The upper bound on a Nondeterministic Finite Automata's configurations number

Question

In "Engineering: A Compiler" 2nd ed. by Cooper and Torczon, in 2.4.1 "Nondeterministic Finite Automata" of Chapter 2,
section "Equivalence of NFAs and DFAs"

discusses the upper bound of a NFA's configurations number.

Here

• NFA stands for Nondeterministic Finite Automata
• DFA stands for Deterministic Finite Automata

NFA is a is a five-tuple $(S, \Sigma, \delta, s_0 , S_A)$, where

• $S$ is the finite set of states in the recognizer, along with an error state $s_e$.
• $\Sigma$ is the finite alphabet used by the FA. Typically, $\Sigma$ is the union of the edge labels in the transition diagram.
• $\delta(s,c)$ is the FA's transition function. It maps each state $s ∈ S$ and each character $c \in \Sigma$ into some next state. In state $s_i$ with input character $c$, the FA takes the transition $s_i \xrightarrow{\text{c}}\delta(s_i ,c)$.
• $s_0 \in S$ is the designated start state.
• $S_A$ is the set of accepting states, $S_A \subseteq S$.

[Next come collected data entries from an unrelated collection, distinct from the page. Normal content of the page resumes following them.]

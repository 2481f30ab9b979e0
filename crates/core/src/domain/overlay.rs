use serde::{Deserialize, Deserializer, Serialize, Serializer};

/// Three-way field state for layered configuration.
///
/// A layer either inherits whatever the layers below it resolved, or sets
/// its own value. Absent and `null` JSON fields both deserialize to
/// [`Overlay::Inherit`], so "not provided" can never be confused with
/// "explicitly blank".
#[derive(Clone, Copy, Debug, Default, PartialEq, Eq)]
pub enum Overlay<T> {
    #[default]
    Inherit,
    Set(T),
}

impl<T> Overlay<T> {
    pub fn is_inherit(&self) -> bool {
        matches!(self, Overlay::Inherit)
    }

    pub fn is_set(&self) -> bool {
        matches!(self, Overlay::Set(_))
    }

    pub fn value(&self) -> Option<&T> {
        match self {
            Overlay::Set(value) => Some(value),
            Overlay::Inherit => None,
        }
    }

    pub fn into_value(self) -> Option<T> {
        match self {
            Overlay::Set(value) => Some(value),
            Overlay::Inherit => None,
        }
    }

    pub fn from_option(value: Option<T>) -> Self {
        match value {
            Some(value) => Overlay::Set(value),
            None => Overlay::Inherit,
        }
    }

    /// Overwrites `slot` when this overlay carries a value.
    pub fn apply_to(&self, slot: &mut T)
    where
        T: Clone,
    {
        if let Overlay::Set(value) = self {
            *slot = value.clone();
        }
    }
}

impl Overlay<String> {
    /// Collapses blank and whitespace-only values to `Inherit` and trims the
    /// rest. Applied at write boundaries so stored overlays never carry an
    /// "explicit blank".
    pub fn normalized(self) -> Self {
        match self {
            Overlay::Set(value) => {
                let trimmed = value.trim();
                if trimmed.is_empty() {
                    Overlay::Inherit
                } else {
                    Overlay::Set(trimmed.to_string())
                }
            }
            Overlay::Inherit => Overlay::Inherit,
        }
    }
}

impl<T> From<Option<T>> for Overlay<T> {
    fn from(value: Option<T>) -> Self {
        Overlay::from_option(value)
    }
}

impl<T: Serialize> Serialize for Overlay<T> {
    fn serialize<S>(&self, serializer: S) -> Result<S::Ok, S::Error>
    where
        S: Serializer,
    {
        match self {
            Overlay::Inherit => serializer.serialize_none(),
            Overlay::Set(value) => serializer.serialize_some(value),
        }
    }
}

impl<'de, T: Deserialize<'de>> Deserialize<'de> for Overlay<T> {
    fn deserialize<D>(deserializer: D) -> Result<Self, D::Error>
    where
        D: Deserializer<'de>,
    {
        Ok(Overlay::from_option(Option::<T>::deserialize(deserializer)?))
    }
}

#[cfg(test)]
mod tests {
    use serde::{Deserialize, Serialize};

    use super::Overlay;

    #[derive(Debug, Default, PartialEq, Serialize, Deserialize)]
    struct Carrier {
        #[serde(default, skip_serializing_if = "Overlay::is_inherit")]
        note: Overlay<String>,
        #[serde(default, skip_serializing_if = "Overlay::is_inherit")]
        count: Overlay<u8>,
    }

    #[test]
    fn absent_and_null_both_deserialize_to_inherit() {
        let absent: Carrier = serde_json::from_str("{}").unwrap();
        assert_eq!(absent.note, Overlay::Inherit);
        assert_eq!(absent.count, Overlay::Inherit);

        let null: Carrier = serde_json::from_str(r#"{"note":null,"count":null}"#).unwrap();
        assert_eq!(null.note, Overlay::Inherit);
        assert_eq!(null.count, Overlay::Inherit);
    }

    #[test]
    fn set_values_round_trip() {
        let carrier: Carrier = serde_json::from_str(r#"{"note":"hello","count":3}"#).unwrap();
        assert_eq!(carrier.note, Overlay::Set("hello".to_string()));
        assert_eq!(carrier.count, Overlay::Set(3));

        let encoded = serde_json::to_string(&carrier).unwrap();
        assert_eq!(encoded, r#"{"note":"hello","count":3}"#);
    }

    #[test]
    fn inherit_fields_are_skipped_on_serialize() {
        let encoded = serde_json::to_string(&Carrier::default()).unwrap();
        assert_eq!(encoded, "{}");
    }

    #[test]
    fn normalized_collapses_blank_strings() {
        assert_eq!(Overlay::Set("   ".to_string()).normalized(), Overlay::Inherit);
        assert_eq!(Overlay::Set(String::new()).normalized(), Overlay::Inherit);
        assert_eq!(
            Overlay::Set("  kept  ".to_string()).normalized(),
            Overlay::Set("kept".to_string())
        );
        assert_eq!(Overlay::<String>::Inherit.normalized(), Overlay::Inherit);
    }

    #[test]
    fn apply_to_only_overwrites_when_set() {
        let mut slot = "baseline".to_string();
        Overlay::<String>::Inherit.apply_to(&mut slot);
        assert_eq!(slot, "baseline");

        Overlay::Set("override".to_string()).apply_to(&mut slot);
        assert_eq!(slot, "override");
    }
}
use chrono::{DateTime, Utc};
use serde::{Deserialize, Serialize};

use crate::domain::overlay::Overlay;

/// Canonical form for industry keys: lowercased, trimmed slug. An empty
/// normalized key is never queried or written.
pub fn normalize_industry_key(input: &str) -> String {
    input.trim().to_ascii_lowercase()
}

#[derive(Clone, Debug, Default, PartialEq, Eq, Serialize, Deserialize)]
pub struct IndustryModelOverrides {
    #[serde(default, skip_serializing_if = "Overlay::is_inherit")]
    pub estimator_model: Overlay<String>,
    #[serde(default, skip_serializing_if = "Overlay::is_inherit")]
    pub qa_model: Overlay<String>,
    #[serde(default, skip_serializing_if = "Overlay::is_inherit")]
    pub render_model: Overlay<String>,
}

impl IndustryModelOverrides {
    fn is_empty(&self) -> bool {
        self.estimator_model.is_inherit()
            && self.qa_model.is_inherit()
            && self.render_model.is_inherit()
    }

    fn normalized(self) -> Self {
        Self {
            estimator_model: self.estimator_model.normalized(),
            qa_model: self.qa_model.normalized(),
            render_model: self.render_model.normalized(),
        }
    }
}

#[derive(Clone, Debug, Default, PartialEq, Eq, Serialize, Deserialize)]
pub struct IndustryPromptOverrides {
    #[serde(default, skip_serializing_if = "Overlay::is_inherit")]
    pub quote_estimator_system: Overlay<String>,
    #[serde(default, skip_serializing_if = "Overlay::is_inherit")]
    pub qa_question_generator_system: Overlay<String>,
    #[serde(default, skip_serializing_if = "Overlay::is_inherit")]
    pub extra_system_preamble: Overlay<String>,
    /// Industry specialization text composed as its own labeled prompt
    /// block, distinct from the replace-merged system texts above.
    #[serde(default, skip_serializing_if = "Overlay::is_inherit")]
    pub industry_preamble: Overlay<String>,
    /// Render fields tolerate the field names older pack blobs were
    /// written with.
    #[serde(
        default,
        alias = "renderAddendum",
        alias = "render_prompt_addendum",
        skip_serializing_if = "Overlay::is_inherit"
    )]
    pub render_addendum: Overlay<String>,
    #[serde(
        default,
        alias = "negativePrompt",
        alias = "render_negative",
        skip_serializing_if = "Overlay::is_inherit"
    )]
    pub render_negative_guidance: Overlay<String>,
}

impl IndustryPromptOverrides {
    fn is_empty(&self) -> bool {
        self.quote_estimator_system.is_inherit()
            && self.qa_question_generator_system.is_inherit()
            && self.extra_system_preamble.is_inherit()
            && self.industry_preamble.is_inherit()
            && self.render_addendum.is_inherit()
            && self.render_negative_guidance.is_inherit()
    }

    fn normalized(self) -> Self {
        Self {
            quote_estimator_system: self.quote_estimator_system.normalized(),
            qa_question_generator_system: self.qa_question_generator_system.normalized(),
            extra_system_preamble: self.extra_system_preamble.normalized(),
            industry_preamble: self.industry_preamble.normalized(),
            render_addendum: self.render_addendum.normalized(),
            render_negative_guidance: self.render_negative_guidance.normalized(),
        }
    }
}

/// Stored per-industry override bundle. Partial by construction: every field
/// is an overlay over the platform baseline. Guardrails are structurally
/// impossible here; they arrive only via [`IndustryPackDraft`] and are
/// stripped before a pack is stored.
#[derive(Clone, Debug, Default, PartialEq, Eq, Serialize, Deserialize)]
pub struct IndustryPack {
    #[serde(default)]
    pub models: IndustryModelOverrides,
    #[serde(default)]
    pub prompts: IndustryPromptOverrides,
}

impl IndustryPack {
    /// A pack that sets nothing is treated as absent by resolution and
    /// rejected by the write path.
    pub fn is_empty(&self) -> bool {
        self.models.is_empty() && self.prompts.is_empty()
    }

    pub fn normalized(self) -> Self {
        Self { models: self.models.normalized(), prompts: self.prompts.normalized() }
    }
}

/// Admin-facing input shape for pack upserts. Unlike the stored pack it may
/// carry a `guardrails` payload, which the write path drops.
#[derive(Clone, Debug, Default, PartialEq, Eq, Serialize, Deserialize)]
pub struct IndustryPackDraft {
    #[serde(default)]
    pub models: IndustryModelOverrides,
    #[serde(default)]
    pub prompts: IndustryPromptOverrides,
    #[serde(default, skip_serializing_if = "Option::is_none")]
    pub guardrails: Option<serde_json::Value>,
}

impl IndustryPackDraft {
    /// Converts the draft into its storable pack, reporting whether a
    /// guardrail payload had to be stripped.
    pub fn into_pack(self) -> (IndustryPack, bool) {
        let stripped_guardrails = self.guardrails.is_some();
        let pack = IndustryPack { models: self.models, prompts: self.prompts }.normalized();
        (pack, stripped_guardrails)
    }
}

/// Provenance recorded alongside each stored pack row.
#[derive(Clone, Debug, PartialEq, Eq, Serialize, Deserialize)]
pub struct PackMeta {
    pub version: i64,
    pub updated_by: String,
    pub source: String,
    pub updated_at: DateTime<Utc>,
}

/// Caller-supplied provenance for an upsert; unset fields get defaults at
/// the write boundary.
#[derive(Clone, Debug, Default, PartialEq, Eq)]
pub struct PackProvenance {
    pub version: Option<i64>,
    pub updated_by: Option<String>,
    pub source: Option<String>,
}
use serde::Serialize;

use crate::domain::tenant::PlanTier;

/// Which credential pool pays for a model invocation.
#[derive(Clone, Copy, Debug, PartialEq, Eq, Serialize)]
#[serde(rename_all = "snake_case")]
pub enum KeySource {
    Tenant,
    PlatformGrace,
    None,
}

impl KeySource {
    pub fn as_str(self) -> &'static str {
        match self {
            KeySource::Tenant => "tenant",
            KeySource::PlatformGrace => "platform_grace",
            KeySource::None => "none",
        }
    }
}

/// Raw facts the key policy is a pure function of. Grace counters may
/// arrive negative from damaged rows; evaluation clamps them to zero.
#[derive(Clone, Copy, Debug, Default, PartialEq, Eq)]
pub struct KeyPolicyInputs {
    pub plan_tier: PlanTier,
    pub has_tenant_key: bool,
    pub has_platform_key: bool,
    pub activation_grace_credits: i64,
    pub activation_grace_used: i64,
}

/// Per-tenant credential readiness snapshot. Derived on every read, never
/// stored; the consuming write path (out of scope here) is what actually
/// decrements grace.
#[derive(Clone, Debug, PartialEq, Eq, Serialize)]
pub struct KeyPolicyStatus {
    pub plan_tier: PlanTier,
    pub activation_grace_credits: i64,
    pub activation_grace_used: i64,
    pub has_tenant_key: bool,
    pub has_platform_key: bool,
    pub platform_allowed: bool,
    pub effective_key_source_now: KeySource,
    pub would_consume_grace_on_new_quote: bool,
    #[serde(skip_serializing_if = "Option::is_none")]
    pub reason: Option<String>,
}

impl KeyPolicyInputs {
    /// Resolves the effective key source. Never fails: every input
    /// combination maps to a status, and `KeySource::None` carries a
    /// human-readable reason instead of raising.
    pub fn evaluate(&self) -> KeyPolicyStatus {
        let activation_grace_credits = self.activation_grace_credits.max(0);
        let activation_grace_used = self.activation_grace_used.max(0);
        let platform_allowed = self.plan_tier.allows_platform_key();
        let grace_remaining = activation_grace_used < activation_grace_credits;

        let (effective_key_source_now, would_consume_grace_on_new_quote, reason) =
            if self.has_tenant_key {
                (KeySource::Tenant, false, None)
            } else if platform_allowed && self.has_platform_key {
                let reason = if grace_remaining {
                    None
                } else {
                    Some("activation grace exhausted; platform key remains in use".to_string())
                };
                (KeySource::PlatformGrace, grace_remaining, reason)
            } else if !platform_allowed {
                (
                    KeySource::None,
                    false,
                    Some(format!(
                        "plan tier `{}` does not permit platform key usage; add a tenant API key",
                        self.plan_tier.as_str()
                    )),
                )
            } else {
                (
                    KeySource::None,
                    false,
                    Some(
                        "no platform credential is configured; add a tenant API key".to_string(),
                    ),
                )
            };

        KeyPolicyStatus {
            plan_tier: self.plan_tier,
            activation_grace_credits,
            activation_grace_used,
            has_tenant_key: self.has_tenant_key,
            has_platform_key: self.has_platform_key,
            platform_allowed,
            effective_key_source_now,
            would_consume_grace_on_new_quote,
            reason,
        }
    }
}

impl KeyPolicyStatus {
    /// Status returned when the tenant row cannot be read at all: every
    /// boolean defaults to false and the diagnostic explains why.
    pub fn unavailable(reason: impl Into<String>) -> Self {
        Self {
            plan_tier: PlanTier::default(),
            activation_grace_credits: 0,
            activation_grace_used: 0,
            has_tenant_key: false,
            has_platform_key: false,
            platform_allowed: false,
            effective_key_source_now: KeySource::None,
            would_consume_grace_on_new_quote: false,
            reason: Some(reason.into()),
        }
    }
}
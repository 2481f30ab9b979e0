use sqlx::Executor;

use crate::connection::DbPool;
use crate::repositories::StoreError;

/// Canonical demo seeds and verification contract for the three key-policy
/// tenant states.
const SEED_TENANTS: &[SeedTenantContract] = &[
    SeedTenantContract {
        tenant_id: "tenant-aurora",
        display_name: "Aurora Photo Studio",
        industry_key: "photography",
        plan_tier: "pro",
        monthly_quote_limit: 200,
        activation_grace_credits: 0,
        activation_grace_used: 0,
        has_tenant_key: true,
        has_overrides: true,
        description: "Pro tenant with its own credential and quality-preset overrides",
    },
    SeedTenantContract {
        tenant_id: "tenant-borealis",
        display_name: "Borealis Lawn Care",
        industry_key: "landscaping",
        plan_tier: "trial",
        monthly_quote_limit: 25,
        activation_grace_credits: 25,
        activation_grace_used: 3,
        has_tenant_key: false,
        has_overrides: false,
        description: "Trial tenant mid-way through its platform grace allowance",
    },
    SeedTenantContract {
        tenant_id: "tenant-cirrus",
        display_name: "Cirrus Plumbing",
        industry_key: "plumbing",
        plan_tier: "free",
        monthly_quote_limit: 5,
        activation_grace_credits: 0,
        activation_grace_used: 0,
        has_tenant_key: false,
        has_overrides: false,
        description: "Free tenant with no credential of any kind",
    },
];

const SEED_CATALOG_KEYS: &[&str] = &["photography", "landscaping", "plumbing"];

const SEED_PACK_KEYS: &[&str] = &["photography", "landscaping"];

/// Catalog entry deliberately left without a pack so `packs list-missing`
/// has something to report against the demo data.
const UNPACKED_CATALOG_KEY: &str = "plumbing";

/// Demo seed dataset for the layered-resolution flows.
///
/// Provides deterministic fixtures for:
/// 1. A platform patch row (blocked topics).
/// 2. Two industry packs plus one catalog gap.
/// 3. Three tenants spanning the key-policy states.
pub struct DemoSeedDataset;

impl DemoSeedDataset {
    /// SQL fixture content for the demo seed data.
    pub const SQL: &str = include_str!("../../../config/fixtures/demo_seed_data.sql");

    /// Load the demo seed dataset into the database.
    pub async fn load(pool: &DbPool) -> Result<SeedResult, StoreError> {
        let mut tx = pool.begin().await?;

        tx.execute(sqlx::query(Self::SQL)).await?;
        tx.commit().await?;

        let tenants_seeded = SEED_TENANTS
            .iter()
            .map(|tenant| SeedTenantInfo {
                tenant_id: tenant.tenant_id,
                plan_tier: tenant.plan_tier,
                description: tenant.description,
            })
            .collect::<Vec<_>>();

        Ok(SeedResult { tenants_seeded })
    }

    /// Verify that seed data exists and matches the contract.
    pub async fn verify(pool: &DbPool) -> Result<VerificationResult, StoreError> {
        let mut checks = Vec::new();

        let platform_ok: i64 = sqlx::query_scalar(
            "SELECT EXISTS(SELECT 1 FROM platform_ai_config WHERE id = 1 AND json_valid(patch_json))",
        )
        .fetch_one(pool)
        .await?;
        checks.push(("platform-patch", platform_ok == 1));

        let quoted_catalog = sql_array_from_ids(SEED_CATALOG_KEYS);
        let catalog_count: i64 = sqlx::query_scalar(&format!(
            "SELECT COUNT(1) FROM industry_catalog WHERE industry_key IN {quoted_catalog} AND active = 1"
        ))
        .fetch_one(pool)
        .await?;
        checks.push(("industry-catalog", catalog_count == SEED_CATALOG_KEYS.len() as i64));

        for key in SEED_PACK_KEYS {
            let pack_ok: i64 = sqlx::query_scalar(
                "SELECT EXISTS(SELECT 1 FROM industry_pack
                               WHERE industry_key = ?1 AND version = 1 AND enabled = 1
                                 AND json_valid(pack_json))",
            )
            .bind(key)
            .fetch_one(pool)
            .await?;
            checks.push((pack_label(key), pack_ok == 1));
        }

        let gap_ok: i64 = sqlx::query_scalar(
            "SELECT NOT EXISTS(SELECT 1 FROM industry_pack WHERE industry_key = ?1)",
        )
        .bind(UNPACKED_CATALOG_KEY)
        .fetch_one(pool)
        .await?;
        checks.push(("plumbing-pack-gap", gap_ok == 1));

        for tenant in SEED_TENANTS {
            let row_ok: i64 = sqlx::query_scalar(
                "SELECT EXISTS(SELECT 1 FROM tenant_settings
                               WHERE tenant_id = ?1 AND display_name = ?2 AND industry_key = ?3
                                 AND plan_tier = ?4 AND monthly_quote_limit = ?5
                                 AND activation_grace_credits = ?6 AND activation_grace_used = ?7)",
            )
            .bind(tenant.tenant_id)
            .bind(tenant.display_name)
            .bind(tenant.industry_key)
            .bind(tenant.plan_tier)
            .bind(tenant.monthly_quote_limit)
            .bind(tenant.activation_grace_credits)
            .bind(tenant.activation_grace_used)
            .fetch_one(pool)
            .await?;
            checks.push((tenant.row_label(), row_ok == 1));

            let credential_matches: i64 = sqlx::query_scalar(
                "SELECT (openai_key IS NOT NULL) = ?2 FROM tenant_settings WHERE tenant_id = ?1",
            )
            .bind(tenant.tenant_id)
            .bind(tenant.has_tenant_key)
            .fetch_one(pool)
            .await?;
            checks.push((tenant.credential_label(), credential_matches == 1));

            let overrides_match: i64 = sqlx::query_scalar(
                "SELECT (overrides_json IS NOT NULL) = ?2 FROM tenant_settings WHERE tenant_id = ?1",
            )
            .bind(tenant.tenant_id)
            .bind(tenant.has_overrides)
            .fetch_one(pool)
            .await?;
            checks.push((tenant.overrides_label(), overrides_match == 1));
        }

        let aurora_overrides_ok: i64 = sqlx::query_scalar(
            "SELECT EXISTS(SELECT 1 FROM tenant_settings
                           WHERE tenant_id = 'tenant-aurora'
                             AND json_extract(overrides_json, '$.models.kind') = 'preset'
                             AND json_extract(overrides_json, '$.models.name') = 'quality'
                             AND json_extract(overrides_json, '$.max_qa_questions') = 4)",
        )
        .fetch_one(pool)
        .await?;
        checks.push(("aurora-overrides-shape", aurora_overrides_ok == 1));

        let all_present = checks.iter().all(|(_, exists)| *exists);
        Ok(VerificationResult { all_present, checks })
    }

    /// Clean up seeded fixtures from a test database.
    pub async fn clean(pool: &DbPool) -> Result<(), StoreError> {
        let mut tx = pool.begin().await?;

        let quoted_tenants =
            sql_array_from_ids(&SEED_TENANTS.iter().map(|t| t.tenant_id).collect::<Vec<_>>());
        let quoted_packs = sql_array_from_ids(SEED_PACK_KEYS);
        let quoted_catalog = sql_array_from_ids(SEED_CATALOG_KEYS);

        sqlx::query(&format!("DELETE FROM tenant_settings WHERE tenant_id IN {quoted_tenants}"))
            .execute(&mut *tx)
            .await?;
        sqlx::query(&format!(
            "DELETE FROM industry_pack WHERE industry_key IN {quoted_packs} AND source = 'fixture'"
        ))
        .execute(&mut *tx)
        .await?;
        sqlx::query(&format!(
            "DELETE FROM industry_catalog WHERE industry_key IN {quoted_catalog}"
        ))
        .execute(&mut *tx)
        .await?;
        sqlx::query("DELETE FROM platform_ai_config WHERE id = 1").execute(&mut *tx).await?;

        tx.commit().await?;
        Ok(())
    }
}

#[derive(Debug, Clone, Copy)]
struct SeedTenantContract {
    tenant_id: &'static str,
    display_name: &'static str,
    industry_key: &'static str,
    plan_tier: &'static str,
    monthly_quote_limit: i64,
    activation_grace_credits: i64,
    activation_grace_used: i64,
    has_tenant_key: bool,
    has_overrides: bool,
    description: &'static str,
}

impl SeedTenantContract {
    fn row_label(&self) -> &'static str {
        match self.tenant_id {
            "tenant-aurora" => "tenant-aurora-row",
            "tenant-borealis" => "tenant-borealis-row",
            _ => "tenant-cirrus-row",
        }
    }

    fn credential_label(&self) -> &'static str {
        match self.tenant_id {
            "tenant-aurora" => "tenant-aurora-credential",
            "tenant-borealis" => "tenant-borealis-credential",
            _ => "tenant-cirrus-credential",
        }
    }

    fn overrides_label(&self) -> &'static str {
        match self.tenant_id {
            "tenant-aurora" => "tenant-aurora-overrides",
            "tenant-borealis" => "tenant-borealis-overrides",
            _ => "tenant-cirrus-overrides",
        }
    }
}

fn pack_label(industry_key: &str) -> &'static str {
    match industry_key {
        "photography" => "photography-pack",
        _ => "landscaping-pack",
    }
}

fn sql_array_from_ids(ids: &[&str]) -> String {
    let quoted = ids.iter().map(|id| format!("'{}'", id)).collect::<Vec<_>>().join(",");
    format!("({quoted})")
}

#[derive(Debug)]
pub struct SeedResult {
    pub tenants_seeded: Vec<SeedTenantInfo>,
}

#[derive(Debug)]
pub struct SeedTenantInfo {
    pub tenant_id: &'static str,
    pub plan_tier: &'static str,
    pub description: &'static str,
}

#[derive(Debug)]
pub struct VerificationResult {
    pub all_present: bool,
    pub checks: Vec<(&'static str, bool)>,
}

#[cfg(test)]
mod tests {
    use super::*;
    use crate::{connect_with_settings, migrations};

    #[test]
    fn sql_fixture_is_valid() {
        assert!(!DemoSeedDataset::SQL.is_empty());
    }

    #[tokio::test]
    async fn verify_seed_contract_and_idempotency() {
        let pool = connect_with_settings("sqlite::memory:", 1, 30)
            .await
            .expect("connect to test database");

        migrations::run_pending(&pool).await.expect("run migrations");

        let first = DemoSeedDataset::load(&pool).await.expect("load seed fixtures");
        let first_verification =
            DemoSeedDataset::verify(&pool).await.expect("verify seed fixtures");
        assert!(first_verification.all_present);
        assert_eq!(first.tenants_seeded.len(), 3);

        let second = DemoSeedDataset::load(&pool).await.expect("reload seed fixtures");
        let second_verification =
            DemoSeedDataset::verify(&pool).await.expect("re-verify seed fixtures");
        assert!(second_verification.all_present);
        assert_eq!(second.tenants_seeded.len(), 3);
        assert_eq!(first_verification.checks, second_verification.checks);
    }

    #[tokio::test]
    async fn verify_seed_tenant_specific_properties() {
        let pool = connect_with_settings("sqlite::memory:", 1, 30)
            .await
            .expect("connect to test database");

        migrations::run_pending(&pool).await.expect("run migrations");

        DemoSeedDataset::load(&pool).await.expect("load seed fixtures");

        let borealis_grace: (i64, i64) = sqlx::query_as(
            "SELECT activation_grace_credits, activation_grace_used
             FROM tenant_settings WHERE tenant_id = ?1",
        )
        .bind("tenant-borealis")
        .fetch_one(&pool)
        .await
        .expect("query borealis grace counters");
        assert_eq!(borealis_grace, (25, 3));

        let aurora_style: String = sqlx::query_scalar(
            "SELECT json_extract(overrides_json, '$.rendering_policy.style')
             FROM tenant_settings WHERE tenant_id = ?1",
        )
        .bind("tenant-aurora")
        .fetch_one(&pool)
        .await
        .expect("query aurora style override");
        assert_eq!(aurora_style, "editorial");

        let landscaping_estimator: String = sqlx::query_scalar(
            "SELECT json_extract(pack_json, '$.models.estimator_model')
             FROM industry_pack WHERE industry_key = ?1 AND version = 1",
        )
        .bind("landscaping")
        .fetch_one(&pool)
        .await
        .expect("query landscaping estimator override");
        assert_eq!(landscaping_estimator, "gpt-4o");

        let plumbing_packs: i64 =
            sqlx::query_scalar("SELECT COUNT(1) FROM industry_pack WHERE industry_key = ?1")
                .bind("plumbing")
                .fetch_one(&pool)
                .await
                .expect("query plumbing pack count");
        assert_eq!(plumbing_packs, 0);
    }

    #[tokio::test]
    async fn clean_removes_every_seeded_row() {
        let pool = connect_with_settings("sqlite::memory:", 1, 30)
            .await
            .expect("connect to test database");

        migrations::run_pending(&pool).await.expect("run migrations");

        DemoSeedDataset::load(&pool).await.expect("load seed fixtures");
        DemoSeedDataset::clean(&pool).await.expect("clean seed fixtures");

        let remaining: i64 = sqlx::query_scalar(
            "SELECT (SELECT COUNT(1) FROM tenant_settings)
                  + (SELECT COUNT(1) FROM industry_pack)
                  + (SELECT COUNT(1) FROM industry_catalog)
                  + (SELECT COUNT(1) FROM platform_ai_config)",
        )
        .fetch_one(&pool)
        .await
        .expect("count remaining rows");
        assert_eq!(remaining, 0);
    }
}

A configuration of a NFA is defined as follows

Each time the NFA must make a nondeterministic choice, the NFA clones itself to pursue each possible transition. Thus, for a given input character, the NFA is in a specific set of states, taken across all of its clones.

In this model, the NFA pursues all paths concurrently. At any point, we call the specific set of states in which the NFA is active its configuration.

When the NFA reaches a configuration in which it has exhausted the input and one or more of the clones has reached an accepting state, the NFA accepts the string.

Given the definitions above, the books states

Consider the state of an NFA when it has reached some point in the input string. [...] the NFA has some finite set of operating clones.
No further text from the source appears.